Posłanka Samoobrony, Renata Beger dobrowolnie złożyła immunitet poselski. Wczoraj Sejm rozpatrywać miał wniosek o pociągnięcie posłanki do odpowiedzialności karnej. Prokuratura Okręgowa w Poznaniu chce ją oskarżyć o fałszowanie list wyborczych.

Posłanka Beger, w samoobronie zafundowała prawdziwie płomienną mowę, polały się nawet łzy. Dowodziła, że jest niewinna, a cała sprawa ma wymiar czysto politycznej prowokacji.

Uchylenie immunitetu Renacie Beger, uchylenie immunitetu nawet wszystkim posłom Samoobrony nie zmyje tego błota, w jakim taplacie się przez 14 lat sprawowania władzy. Uchylenie immunitetu Renacie Beger nie zasłoni afery Rywina, afery starachowickiej, afery mostowej, działkowej, paliwowej i ostatniej afery w kierownictwie PSL - grzmiała z sejmowej trybuny Beger.
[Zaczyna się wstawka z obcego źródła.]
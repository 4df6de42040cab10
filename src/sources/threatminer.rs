// src/sources/threatminer.rs
use crate::session::Session;
use crate::sources::{Source, SourceId};
use crate::types::ScoutError;
use async_trait::async_trait;
use serde::Deserialize;

#[derive(Debug, Deserialize)]
struct ThreatMinerResponse {
    status_code: String,
    #[serde(default)]
    results: Vec<String>,
}

/// ThreatMiner passive DNS subdomain report
#[derive(Debug, Clone)]
pub struct ThreatMinerSource {
    base_url: String,
}

impl Default for ThreatMinerSource {
    fn default() -> Self {
        Self::new()
    }
}

impl ThreatMinerSource {
    pub fn new() -> Self {
        Self {
            base_url: "https://api.threatminer.org".to_string(),
        }
    }

    pub fn with_base_url(mut self, base_url: impl Into<String>) -> Self {
        self.base_url = base_url.into();
        self
    }
}

#[async_trait]
impl Source for ThreatMinerSource {
    fn id(&self) -> SourceId {
        SourceId::Threatminer
    }

    async fn enumerate(&self, domain: &str, session: &Session) -> Result<Vec<String>, ScoutError> {
        let url = format!("{}/v2/domain.php?q={}&rt=5", self.base_url, domain);
        let response: ThreatMinerResponse = session.get_json(self.id(), &url).await?;

        // 404 in the body means "nothing known", not a failure
        match response.status_code.as_str() {
            "200" => Ok(response.results),
            "404" => Ok(Vec::new()),
            other => Err(ScoutError::source_failed(
                self.id(),
                format!("API returned status_code {}", other),
            )),
        }
    }
}
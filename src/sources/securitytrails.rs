// src/sources/securitytrails.rs
use crate::session::{parse_json, Session};
use crate::sources::{pick_api_key, Source, SourceId};
use crate::types::ScoutError;
use async_trait::async_trait;
use log::warn;
use serde::Deserialize;

#[derive(Debug, Deserialize)]
struct SecurityTrailsResponse {
    meta: Option<SecurityTrailsMeta>,
    #[serde(default)]
    subdomains: Vec<String>,
}

#[derive(Debug, Deserialize)]
struct SecurityTrailsMeta {
    limit_reached: Option<bool>,
}

/// SecurityTrails subdomain listing
#[derive(Debug, Clone)]
pub struct SecurityTrailsSource {
    base_url: String,
    api_keys: Vec<String>,
}

impl Default for SecurityTrailsSource {
    fn default() -> Self {
        Self::new()
    }
}

impl SecurityTrailsSource {
    pub fn new() -> Self {
        Self {
            base_url: "https://api.securitytrails.com".to_string(),
            api_keys: Vec::new(),
        }
    }

    pub fn with_api_keys(mut self, keys: Vec<String>) -> Self {
        self.api_keys = keys;
        self
    }

    pub fn with_base_url(mut self, base_url: impl Into<String>) -> Self {
        self.base_url = base_url.into();
        self
    }
}

#[async_trait]
impl Source for SecurityTrailsSource {
    fn id(&self) -> SourceId {
        SourceId::Securitytrails
    }

    async fn enumerate(&self, domain: &str, session: &Session) -> Result<Vec<String>, ScoutError> {
        let api_key = pick_api_key(&self.api_keys)
            .ok_or_else(|| ScoutError::source_failed(self.id(), "No API key configured"))?;

        let url = format!("{}/v1/domain/{}/subdomains", self.base_url, domain);
        let request = session
            .client
            .get(&url)
            .header("APIKEY", api_key)
            .header("Accept", "application/json");
        let body = session.fetch_text(self.id(), request).await?;

        let response: SecurityTrailsResponse = parse_json(self.id(), &body)?;
        if response.meta.and_then(|m| m.limit_reached).unwrap_or(false) {
            warn!("[{}] result limit reached for {}, listing is truncated", self.id(), domain);
        }

        // The API answers with labels relative to the queried domain.
        Ok(response
            .subdomains
            .into_iter()
            .filter(|label| !label.is_empty())
            .map(|label| format!("{}.{}", label, domain))
            .collect())
    }
}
Teraz najważniejsze jest jednak pytanie, czy bez immunitetu Renata Beger może dalej pracować w komisji śledczej? Immunitet to jedno, istotnym momentem sprawy jest postawienie zarzutów. Uchylenie immunitetu oznacza tylko umożliwienie prowadzenia sprawy - to opinia marszałka Sejmu Marka Borowskiego.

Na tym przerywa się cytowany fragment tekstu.